Peptides derived from ICAM-1 and LFA-1 modulate T cell adhesion and immune function in a mixed lymphocyte culture.

Abstract

The counter receptors intercellular adhesion molecule (ICAM)-1 and lymphocyte function-associated antigen (LFA)-1 are lymphocyte cell surface adhesion proteins the interaction of which can provide signals for T cell activation. This binding event is important in T cell function, migration, and general immune system regulation. The ability to inhibit this interaction with monoclonal antibodies has proved to be therapeutically useful for several allograft rejection and autoimmune disease models. Short peptides representing counter-receptor contact domains of LFA-1 and ICAM-1 were examined for their ability to inhibit T cell adhesion and T cell function. Peptides encompassing amino acids Q1-C21 and D26-K50 of ICAM-1, I237-I261 and G441-G466 of the LFA-1 alpha-subunit, and D134-Q159 of the LFA-1 beta-subunit inhibited LFA-1/ICAM-1-dependent adhesion in a phorbol-12,13-dibutyrate-induced model of tonsil T cell homotypic adhesion.

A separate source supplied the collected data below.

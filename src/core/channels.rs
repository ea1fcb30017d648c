//! Noise channels.
//!
//! The density matrix gets full Kraus-operator sums `Σ E·ρ·E†`; the vector
//! and bitwise forms only support the probabilistic flip, realized as a
//! single PRNG draw followed by an ordinary gate application.

use crate::core::algebra::embed;
use crate::core::errors::{ArgumentError, Result};
use crate::core::register::{QuantumRegister, Representation};
use crate::core::store::StateStore;
use crate::core::utils::dagger;
use ndarray::{array, Array2};
use num_complex::Complex64;
use rand::Rng;
use tracing::debug;

fn c(re: f64, im: f64) -> Complex64 {
    Complex64::new(re, im)
}

/// One Kraus term `E·ρ·E†`.
fn kraus_term(rho: &Array2<Complex64>, e: &Array2<Complex64>) -> Array2<Complex64> {
    e.dot(rho).dot(&dagger(e))
}

impl QuantumRegister {
    fn density_mut(&mut self) -> &mut Array2<Complex64> {
        match &mut self.store {
            StateStore::Density(rho) => rho,
            _ => unreachable!("density channel on non-density state"),
        }
    }

    /// Pauli flip error: applies `gate` to `qbit` with probability `p`.
    ///
    /// On the vector and bitwise representations this is one Monte-Carlo
    /// draw; on the density matrix it is the Kraus pair
    /// `E0 = √p·G`, `E1 = √(1-p)·I`.
    pub fn flip(&mut self, gate: char, qbit: usize, p: f64) -> Result<()> {
        if !matches!(gate, 'X' | 'Y' | 'Z') {
            return Err(ArgumentError::NotPauli(gate).into());
        }
        self.valid_qbit(qbit)?;
        self.valid_p(p)?;

        if self.representation() != Representation::DensityMatrix {
            let roll: f64 = self.rng.random();
            if p != 0.0 && roll <= p {
                debug!(gate = %gate, qbit, "flip fired");
                self.evol(gate, qbit, 1, false)?;
            }
            return Ok(());
        }

        self.sync();
        let n = self.n();
        let g = embed(&self.library.get_builtin(gate)?, qbit, n);
        let rho = self.density_mut();
        let flipped = kraus_term(rho, &g);
        *rho = rho.mapv(|v| v * (1.0 - p)) + flipped.mapv(|v| v * p);
        Ok(())
    }

    /// Amplitude damping: decays `|1>` toward `|0>` with probability `p`.
    pub fn amp_damping(&mut self, qbit: usize, p: f64) -> Result<()> {
        self.require_density()?;
        self.valid_qbit(qbit)?;
        self.valid_p(p)?;
        self.sync();

        let n = self.n();
        let e0 = embed(
            &array![[c(1.0, 0.0), c(0.0, 0.0)], [c(0.0, 0.0), c((1.0 - p).sqrt(), 0.0)]],
            qbit,
            n,
        );
        let e1 = embed(
            &array![[c(0.0, 0.0), c(p.sqrt(), 0.0)], [c(0.0, 0.0), c(0.0, 0.0)]],
            qbit,
            n,
        );

        let rho = self.density_mut();
        *rho = kraus_term(rho, &e0) + kraus_term(rho, &e1);
        Ok(())
    }

    /// Depolarizing channel:
    /// `ρ' = (1-p)·ρ + p/3·(XρX + YρY + ZρZ)` embedded at `qbit`.
    pub fn dpl_channel(&mut self, qbit: usize, p: f64) -> Result<()> {
        self.require_density()?;
        self.valid_qbit(qbit)?;
        self.valid_p(p)?;
        self.sync();

        let n = self.n();
        let mut paulis = Vec::with_capacity(3);
        for gate in ['X', 'Y', 'Z'] {
            paulis.push(embed(&self.library.get_builtin(gate)?, qbit, n));
        }

        let rho = self.density_mut();
        let mut mixed = Array2::<Complex64>::zeros(rho.raw_dim());
        for g in &paulis {
            mixed = mixed + kraus_term(rho, g);
        }
        *rho = rho.mapv(|v| v * (1.0 - p)) + mixed.mapv(|v| v * (p / 3.0));
        Ok(())
    }

    /// General operator-sum channel `ρ' = Σ pᵢ·Eᵢ·ρ·Eᵢ†`.
    ///
    /// Each `kraus[i]` is a string of builtin gate names tensored together;
    /// operators shorter than the register are embedded at `qbit`. The
    /// probabilities must sum to 1.
    pub fn sum(&mut self, qbit: usize, kraus: &[String], p: &[f64]) -> Result<()> {
        self.require_density()?;
        self.valid_qbit(qbit)?;

        if kraus.len() != p.len() {
            return Err(ArgumentError::KrausCountMismatch {
                ops: kraus.len(),
                probs: p.len(),
            }
            .into());
        }
        let total: f64 = p.iter().sum();
        if (total - 1.0).abs() > 1e-14 {
            return Err(ArgumentError::KrausProbabilitySum(total).into());
        }

        let ksize = kraus.first().map_or(0, |k| k.chars().count());
        for k in kraus {
            if k.chars().count() != ksize {
                return Err(ArgumentError::KrausLengthMismatch.into());
            }
        }
        self.valid_count(qbit, 1, ksize)?;

        // Resolve every operator before touching the state.
        let n = self.n();
        let mut operators = Vec::with_capacity(kraus.len());
        for names in kraus {
            let mut op: Option<Array2<Complex64>> = None;
            for name in names.chars() {
                let g = self.library.get_builtin(name)?;
                op = Some(match op {
                    None => g,
                    Some(acc) => crate::core::utils::kronecker_product(&acc, &g),
                });
            }
            let op = op.unwrap_or_else(|| Array2::eye(1));
            operators.push(embed(&op, qbit, n));
        }

        self.sync();
        debug!(operators = operators.len(), qbit, "applying operator-sum channel");

        let rho = self.density_mut();
        let mut next = Array2::<Complex64>::zeros(rho.raw_dim());
        for (op, &weight) in operators.iter().zip(p) {
            next = next + kraus_term(rho, op).mapv(|v| v * weight);
        }
        *rho = next;
        Ok(())
    }
}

This inhibition was specific to the peptide sequence and occurred without stimulation of T cell proliferation. The peptides also were effective in preventing T cell function using a one-way mixed lymphocyte reaction model for bone marrow transplantation. Our data suggest that these peptides or their derivatives may be useful as therapeutic modulators of LFA-1/ICAM-1 interaction during organ transplants.